Rumors are swirling today that NASA's Jet Propulsion Laboratory (JPL) may have shown us the first public glimpse of the next-generation HoloLens. Are they real? Or just a prototype? We've been digging in all day to find the answers.
In a video published on Oct. 10 showcasing a collaboration between NASA JPL and Microsoft called OnSight, several scenes include a HoloLens that looks quite different than the current generation model. Developer Jasper Brekelmans noticed the slimmer, sleeker version and shared this observation on Twitter.
Compared with the dark grey current generation model, the HoloLens in the video sports a boxier design with a metallic silver finish, with sharper angles than the HoloLens's rounded appearance.
The visor on this headset also appears to be smaller and more vertically oriented, less wedged shape of the current HoloLens. Lacking a banana for scale, the headset in the video looks to be smaller than the original as well.
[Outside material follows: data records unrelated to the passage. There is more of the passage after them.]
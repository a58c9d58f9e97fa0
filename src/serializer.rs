//! Wire serialization for outbound/inbound frames.
//!
//! Two formats are supported, mirroring the spec's default JSON array
//! encoding and its optional byte-oriented binary encoding.

use serde_json::Value;

use crate::error::PhoenixError;
use crate::message::Message;

/// A wire codec: turns a `Message` into bytes suitable for a text or binary
/// WebSocket frame, and back.
pub trait Serializer: Send + Sync + 'static {
    /// Encode a message. `is_binary` tells the caller which frame kind to send.
    fn encode(&self, message: &Message) -> Result<Encoded, PhoenixError>;
    fn decode(&self, frame: &Frame) -> Result<Message, PhoenixError>;
}

/// An encoded frame ready to hand to the transport.
pub enum Encoded {
    Text(String),
    Binary(Vec<u8>),
}

/// A frame received from the transport, before decoding.
pub enum Frame<'a> {
    Text(&'a str),
    Binary(&'a [u8]),
}

/// Default serializer: `[joinRef, ref, topic, event, payload]` JSON array.
#[derive(Debug, Clone, Copy, Default)]
pub struct JsonSerializer;

impl Serializer for JsonSerializer {
    fn encode(&self, message: &Message) -> Result<Encoded, PhoenixError> {
        let array = Value::Array(vec![
            message
                .join_ref
                .as_deref()
                .map_or(Value::Null, |s| Value::String(s.to_string())),
            message
                .message_ref
                .as_deref()
                .map_or(Value::Null, |s| Value::String(s.to_string())),
            Value::String(message.topic.clone()),
            Value::String(message.event.clone()),
            message.payload.clone(),
        ]);
        let text = serde_json::to_string(&array)
            .map_err(|e| PhoenixError::Protocol { message: e.to_string() })?;
        Ok(Encoded::Text(text))
    }

    fn decode(&self, frame: &Frame) -> Result<Message, PhoenixError> {
        let Frame::Text(text) = frame else {
            return Err(PhoenixError::Protocol {
                message: "JsonSerializer cannot decode a binary frame".to_string(),
            });
        };
        let value: Value = serde_json::from_str(text)
            .map_err(|e| PhoenixError::Protocol { message: e.to_string() })?;
        let arr = value.as_array().ok_or_else(|| PhoenixError::Protocol {
            message: "expected a 5-element JSON array frame".to_string(),
        })?;
        if arr.len() != 5 {
            return Err(PhoenixError::Protocol {
                message: format!("expected 5 elements, got {}", arr.len()),
            });
        }
        let join_ref = arr[0].as_str().map(str::to_string);
        let message_ref = arr[1].as_str().map(str::to_string);
        let topic = arr[2]
            .as_str()
            .ok_or_else(|| PhoenixError::Protocol {
                message: "topic must be a string".to_string(),
            })?
            .to_string();
        let event = arr[3]
            .as_str()
            .ok_or_else(|| PhoenixError::Protocol {
                message: "event must be a string".to_string(),
            })?
            .to_string();
        let payload = arr[4].clone();

        Ok(Message::new(join_ref, message_ref, topic, event, payload))
    }
}

/// Byte-for-byte binary encoding: kind byte + 1-byte length headers + UTF-8 bodies.
///
/// Kind 0 = push (no ref field), 1 = reply (event is always decoded as
/// `phx_reply`, payload becomes `{status, response}`), 2 = broadcast (no
/// joinRef/ref fields at all).
#[derive(Debug, Clone, Copy, Default)]
pub struct BinarySerializer;

const KIND_PUSH: u8 = 0x00;
const KIND_REPLY: u8 = 0x01;
const KIND_BROADCAST: u8 = 0x02;

impl Serializer for BinarySerializer {
    fn encode(&self, message: &Message) -> Result<Encoded, PhoenixError> {
        let payload_bytes = payload_to_bytes(&message.payload);

        let mut out = Vec::new();
        if message.event == crate::message::PHX_REPLY {
            // Reply: [kind, joinRefLen, refLen, topicLen, statusLen] then bodies.
            let status = message
                .payload
                .get("status")
                .and_then(Value::as_str)
                .unwrap_or("error");
            let response_bytes = message
                .payload
                .get("response")
                .map_or_else(Vec::new, payload_to_bytes);
            let join_ref = message.join_ref.as_deref().unwrap_or("");
            let msg_ref = message.message_ref.as_deref().unwrap_or("");
            out.push(KIND_REPLY);
            push_len(&mut out, join_ref)?;
            push_len(&mut out, msg_ref)?;
            push_len(&mut out, &message.topic)?;
            push_len(&mut out, status)?;
            out.extend_from_slice(join_ref.as_bytes());
            out.extend_from_slice(msg_ref.as_bytes());
            out.extend_from_slice(message.topic.as_bytes());
            out.extend_from_slice(status.as_bytes());
            out.extend_from_slice(&response_bytes);
        } else if message.topic.is_empty() && message.join_ref.is_none() && message.message_ref.is_none() {
            out.push(KIND_BROADCAST);
            push_len(&mut out, &message.topic)?;
            push_len(&mut out, &message.event)?;
            out.extend_from_slice(message.topic.as_bytes());
            out.extend_from_slice(message.event.as_bytes());
            out.extend_from_slice(&payload_bytes);
        } else {
            let join_ref = message.join_ref.as_deref().unwrap_or("");
            out.push(KIND_PUSH);
            push_len(&mut out, join_ref)?;
            push_len(&mut out, &message.topic)?;
            push_len(&mut out, &message.event)?;
            out.extend_from_slice(join_ref.as_bytes());
            out.extend_from_slice(message.topic.as_bytes());
            out.extend_from_slice(message.event.as_bytes());
            out.extend_from_slice(&payload_bytes);
        }
        Ok(Encoded::Binary(out))
    }

    fn decode(&self, frame: &Frame) -> Result<Message, PhoenixError> {
        let Frame::Binary(bytes) = frame else {
            return Err(PhoenixError::Protocol {
                message: "BinarySerializer cannot decode a text frame".to_string(),
            });
        };
        let (&kind, rest) = bytes.split_first().ok_or_else(|| PhoenixError::Protocol {
            message: "empty binary frame".to_string(),
        })?;

        match kind {
            KIND_PUSH => decode_push(rest),
            KIND_REPLY => decode_reply(rest),
            KIND_BROADCAST => decode_broadcast(rest),
            other => Err(PhoenixError::Protocol {
                message: format!("unknown binary frame kind byte {other:#04x}"),
            }),
        }
    }
}

fn payload_to_bytes(payload: &Value) -> Vec<u8> {
    match payload {
        Value::String(s) => s.clone().into_bytes(),
        Value::Null => Vec::new(),
        other => serde_json::to_vec(other).unwrap_or_default(),
    }
}

fn push_len(out: &mut Vec<u8>, s: &str) -> Result<(), PhoenixError> {
    let len = u8::try_from(s.len()).map_err(|_| PhoenixError::Protocol {
        message: format!("binary frame segment too long ({} bytes, max 255)", s.len()),
    })?;
    out.push(len);
    Ok(())
}

fn take<'a>(bytes: &mut &'a [u8], len: usize) -> Result<&'a [u8], PhoenixError> {
    if bytes.len() < len {
        return Err(PhoenixError::Protocol {
            message: "binary frame truncated".to_string(),
        });
    }
    let (head, tail) = bytes.split_at(len);
    *bytes = tail;
    Ok(head)
}

fn utf8(bytes: &[u8]) -> Result<String, PhoenixError> {
    std::str::from_utf8(bytes)
        .map(str::to_string)
        .map_err(|e| PhoenixError::Protocol { message: e.to_string() })
}

fn decode_push(mut rest: &[u8]) -> Result<Message, PhoenixError> {
    let header = take(&mut rest, 3)?;
    let (join_ref_len, topic_len, event_len) = (header[0] as usize, header[1] as usize, header[2] as usize);
    let join_ref = utf8(take(&mut rest, join_ref_len)?)?;
    let topic = utf8(take(&mut rest, topic_len)?)?;
    let event = utf8(take(&mut rest, event_len)?)?;
    let payload = body_to_payload(rest);
    Ok(Message::new(
        if join_ref.is_empty() { None } else { Some(join_ref) },
        None,
        topic,
        event,
        payload,
    ))
}

fn decode_reply(mut rest: &[u8]) -> Result<Message, PhoenixError> {
    let header = take(&mut rest, 4)?;
    let (join_ref_len, ref_len, topic_len, status_len) = (
        header[0] as usize,
        header[1] as usize,
        header[2] as usize,
        header[3] as usize,
    );
    let join_ref = utf8(take(&mut rest, join_ref_len)?)?;
    let msg_ref = utf8(take(&mut rest, ref_len)?)?;
    let topic = utf8(take(&mut rest, topic_len)?)?;
    let status = utf8(take(&mut rest, status_len)?)?;
    let response = body_to_payload(rest);
    let payload = serde_json::json!({"status": status, "response": response});
    Ok(Message::new(
        if join_ref.is_empty() { None } else { Some(join_ref) },
        if msg_ref.is_empty() { None } else { Some(msg_ref) },
        topic,
        crate::message::PHX_REPLY,
        payload,
    ))
}

fn decode_broadcast(mut rest: &[u8]) -> Result<Message, PhoenixError> {
    let header = take(&mut rest, 2)?;
    let (topic_len, event_len) = (header[0] as usize, header[1] as usize);
    let topic = utf8(take(&mut rest, topic_len)?)?;
    let event = utf8(take(&mut rest, event_len)?)?;
    let payload = body_to_payload(rest);
    // Open Question (b): the binary decoder always synthesizes a null ref.
    Ok(Message::new(None, None, topic, event, payload))
}

fn body_to_payload(bytes: &[u8]) -> Value {
    serde_json::from_slice(bytes).unwrap_or_else(|_| {
        Value::String(String::from_utf8_lossy(bytes).into_owned())
    })
}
The video specifically was touting NASA JPL's OnSight project, which enables scientists to navigate the terrain of Mars in augmented reality using a HoloLens. A federally-funded research facility, the California Institute of Technology manages JPL for NASA.
Using footage from NASA's Curiosity rover, the application renders a 3D model of the terrain that enables engineers and scientists — geologists, in particular — to view rocks, dunes, valleys, and other features from the face of the red planet. Users in different locations can collaborate in the experience, with avatars representing colleagues walking through the immersive 3D model.
"Feeling like you're standing on Mars really gives you a different sense of Mars than just looking at the pictures," said Parker Abercrombie, OnSight team lead. "And I think it's a really powerful way to bring people to these places that they physically can't visit."
Winner of NASA's Software of the Year of the Year Award, the development team is working on a version of the app that will be available for the general public. In the meantime, the Access Mars webVR app from Google offers a similar experience.
"Being able to visualize Curiosity's drives and virtually walk them before we actually do it with the rover is really helpful to give me a sense of how safe or challenging the terrain will be," said Abigail Fraeman, a member of Curiosity's science team.
Based on previous reports, HoloLens 2 should arrive within the first quarter of 2019 at a lower price and lighter weight with a more comfortable fit.
Microsoft has revealed that the device will include the new Project Kinect for Azure sensor that provides the greatly-improved spatial mapping. The custom silicon of its AI-powered Holographic Processing Unit will also be capable of dynamically-updating its neural network.
The next edition is expected to have a larger field of view as well.
We've reached out to Microsoft and JPL for comment to see if they can shed any light on these images. We're waiting to hear back.
In the meantime, there's more evidence that this may be a prototype. Jonathan Dana in the HoloDevelopers Slack pointed out that it looks very similar to a prototype that Unity shared with Tech Crunch back in 2015.